GIVEN INFORMATION:
use std::collections::{BTreeMap, BTreeSet};
use std::path::Path;

use rusqlite::{Connection, OptionalExtension, params};
use serde::{Deserialize, Serialize};

use chroma_core::{
    Centroid, ClusterSolution, ColorKey, ColorPopulation, EngineConfig, EpochRecord, Rgb, Timeline,
    TimelineState, WarmStart,
};

use crate::error::{Result, StoreError};
use crate::schema;

/// Summary of a stored timeline.
#[derive(Clone, Debug, PartialEq, Serialize, Deserialize)]
pub struct StoreStats {
    pub epochs: usize,
    pub unique_colors: usize,
    pub population_distinct: usize,
    pub population_total: u64,
    pub cap_reached: bool,
    pub last_epoch: Option<i64>,
    pub quantizer_version: Option<u32>,
    pub color_depth: Option<f64>,
}

pub struct Store {
    conn: Connection,
}

impl Store {
    pub fn open(path: &Path) -> Result<Self> {
        let conn = Connection::open(path)?;
        schema::initialize(&conn)?;
        Ok(Self { conn })
    }

    pub fn open_in_memory() -> Result<Self> {
        let conn = Connection::open_in_memory()?;
        schema::initialize(&conn)?;
        Ok(Self { conn })
    }

    // --- Metadata ---

    pub fn get_metadata(&self, key: &str) -> Result<Option<String>> {
        let value = self
            .conn
            .query_row("SELECT value FROM metadata WHERE key = ?1", [key], |row| row.get(0))
            .optional()?;
        Ok(value)
    }

    pub fn set_metadata(&self, key: &str, value: &str) -> Result<()> {
        set_metadata_on(&self.conn, key, value)
    }

    /// True once a timeline has been saved.
    pub fn has_timeline(&self) -> Result<bool> {
        Ok(self.get_metadata("quantizer_version")?.is_some())
    }

    // --- Save ---

    /// Replace the stored timeline with `timeline`'s full state.
    pub fn save_timeline(&self, timeline: &Timeline) -> Result<()> {
        let state = timeline.state();
        let tx = self.conn.unchecked_transaction()?;

        tx.execute_batch(
            "DELETE FROM novel_colors; DELETE FROM solutions; DELETE FROM epochs;
             DELETE FROM population; DELETE FROM warm_start;",
        )?;

        set_metadata_on(&tx, "quantizer_version", &state.quantizer_version.to_string())?;
        set_metadata_on(&tx, "color_depth", &state.color_depth.to_string())?;
        set_metadata_on(&tx, "cap_reached", if timeline.cap_reached() { "1" } else { "0" })?;

        for record in &state.records {
            save_record_on(&tx, record)?;
        }

        {
            let mut stmt = tx.prepare("INSERT INTO population (color, weight) VALUES (?1, ?2)")?;
            for (key, weight) in state.population.iter() {
                stmt.execute(params![key.value(), to_i64(weight)?])?;
            }
        }

        {
            // Stored as REAL columns so centroids round-trip bit-exactly.
            let mut stmt = tx.prepare(
                "INSERT INTO warm_start (k, idx, c0, c1, c2) VALUES (?1, ?2, ?3, ?4, ?5)",
            )?;
            for (k, centroids) in &state.warm_start {
                for (idx, [c0, c1, c2]) in centroids.iter().enumerate() {
                    stmt.execute(params![to_i64(*k as u64)?, to_i64(idx as u64)?, c0, c1, c2])?;
                }
            }
        }

        tx.commit()?;
        tracing::info!(
            epochs = state.records.len(),
            unique_colors = state.seen.len(),
            "timeline saved"
        );
        Ok(())
    }

    // --- Load ---

    /// Rebuild the stored timeline under `config`. An empty store yields a
    /// fresh timeline. Fails with [`StoreError::Config`] when the stored
    /// quantizer differs from the configured one.
    pub fn load_timeline(&self, config: EngineConfig) -> Result<Timeline> {
        let Some(state) = self.load_state()? else {
            tracing::debug!("no stored timeline, starting fresh");
            return Ok(Timeline::new(config)?);
        };
        tracing::debug!(
            epochs = state.records.len(),
            last_epoch = ?state.last_epoch,
            "loaded stored timeline"
        );
        Ok(Timeline::restore(config, state)?)
    }

    /// Raw persisted state, or `None` if nothing has been saved.
    pub fn load_state(&self) -> Result<Option<TimelineState>> {
        let Some(version) = self.get_metadata("quantizer_version")? else {
            return Ok(None);
        };
        let quantizer_version: u32 = version
            .parse()
            .map_err(|e| StoreError::InvalidData(format!("quantizer_version {version:?}: {e}")))?;
        let color_depth = self.stored_depth()?.ok_or_else(|| {
            StoreError::InvalidData("color_depth missing from metadata".to_string())
        })?;

        let records = self.load_records()?;
        let seen: BTreeSet<ColorKey> =
            records.iter().flat_map(|r| r.novel.iter().copied()).collect();

        Ok(Some(TimelineState {
            quantizer_version,
            color_depth,
            seen: seen.into_iter().collect(),
            population: self.load_population()?,
            warm_start: self.load_warm_start()?,
            last_epoch: records.last().map(|r| r.epoch),
            records,
        }))
    }

    fn stored_depth(&self) -> Result<Option<f64>> {
        self.get_metadata("color_depth")?
            .map(|d| {
                d.parse()
                    .map_err(|e| StoreError::InvalidData(format!("color_depth {d:?}: {e}")))
            })
            .transpose()
    }

    fn load_records(&self) -> Result<Vec<EpochRecord>> {
        let mut stmt = self.conn.prepare("SELECT id, dropped FROM epochs ORDER BY id")?;
        let epochs: Vec<(i64, i64)> = stmt
            .query_map([], |row| Ok((row.get(0)?, row.get(1)?)))?
            .collect::<std::result::Result<_, _>>()?;

        let mut novel_stmt = self
            .conn
            .prepare("SELECT color FROM novel_colors WHERE epoch_id = ?1 ORDER BY color")?;
        let mut solution_stmt = self.conn.prepare(
            "SELECT k, centroids, counts, total_colors FROM solutions \
             WHERE epoch_id = ?1 ORDER BY k",
        )?;

        let mut records = Vec::with_capacity(epochs.len());
        for (epoch, dropped) in epochs {
            let novel = novel_stmt
                .query_map([epoch], |row| row.get::<_, i64>(0))?
                .map(|raw| -> Result<ColorKey> {
                    let raw = raw?;
                    ColorKey::from_raw(raw).map_err(|e| StoreError::InvalidData(e.to_string()))
                })
                .collect::<Result<Vec<_>>>()?;

            let rows: Vec<(i64, String, String, i64)> = solution_stmt
                .query_map([epoch], |row| Ok((row.get(0)?, row.get(1)?, row.get(2)?, row.get(3)?)))?
                .collect::<std::result::Result<_, _>>()?;
            let mut solutions = BTreeMap::new();
            for (k, centroids, counts, total) in rows {
                let centroids: Vec<Rgb> = parse_json(&centroids, "solution centroids")?;
                let counts: Vec<u64> = parse_json(&counts, "solution counts")?;
                solutions.insert(
                    to_usize(k)?,
                    ClusterSolution {
                        centroids,
                        counts,
                        total_colors: to_u64(total)?,
                    },
                );
            }

            records.push(EpochRecord {
                epoch,
                novel,
                dropped: to_usize(dropped)?,
                solutions,
            });
        }
        Ok(records)
    }

    fn load_population(&self) -> Result<ColorPopulation> {
        let mut stmt = self.conn.prepare("SELECT color, weight FROM population ORDER BY color")?;
        let rows: Vec<(i64, i64)> = stmt
            .query_map([], |row| Ok((row.get(0)?, row.get(1)?)))?
            .collect::<std::result::Result<_, _>>()?;
        rows.into_iter()
            .map(|(color, weight)| -> Result<(ColorKey, u64)> {
                let key = ColorKey::from_raw(color)
                    .map_err(|e| StoreError::InvalidData(e.to_string()))?;
                Ok((key, to_u64(weight)?))
            })
            .collect()
    }

    fn load_warm_start(&self) -> Result<WarmStart> {
        let mut stmt = self
            .conn
            .prepare("SELECT k, c0, c1, c2 FROM warm_start ORDER BY k, idx")?;
        let rows: Vec<(i64, Centroid)> = stmt
            .query_map([], |row| Ok((row.get(0)?, [row.get(1)?, row.get(2)?, row.get(3)?])))?
            .collect::<std::result::Result<_, _>>()?;

        let mut warm_start = WarmStart::new();
        for (k, centroid) in rows {
            warm_start.entry(to_usize(k)?).or_default().push(centroid);
        }
        Ok(warm_start)
    }

    // --- Stats ---

    pub fn stats(&self) -> Result<StoreStats> {
        let count =
            |sql: &str| -> Result<i64> { Ok(self.conn.query_row(sql, [], |row| row.get(0))?) };

        let last_epoch: Option<i64> =
            self.conn.query_row("SELECT MAX(id) FROM epochs", [], |row| row.get(0))?;
        let population_total: i64 = self.conn.query_row(
            "SELECT COALESCE(SUM(weight), 0) FROM population",
            [],
            |row| row.get(0),
        )?;
        let quantizer_version = self
            .get_metadata("quantizer_version")?
            .and_then(|v| v.parse().ok());

        Ok(StoreStats {
            epochs: to_usize(count("SELECT COUNT(*) FROM epochs")?)?,
            unique_colors: to_usize(count("SELECT COUNT(*) FROM novel_colors")?)?,
            population_distinct: to_usize(count("SELECT COUNT(*) FROM population")?)?,
            population_total: to_u64(population_total)?,
            cap_reached: self.get_metadata("cap_reached")?.as_deref() == Some("1"),
            last_epoch,
            quantizer_version,
            color_depth: self.stored_depth()?,
        })
    }
}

TO DO:
Using the listing above, work out how many lines include the word "ColorKey", and report that number alone.

RESPONSE TO THE EXERCISE:
6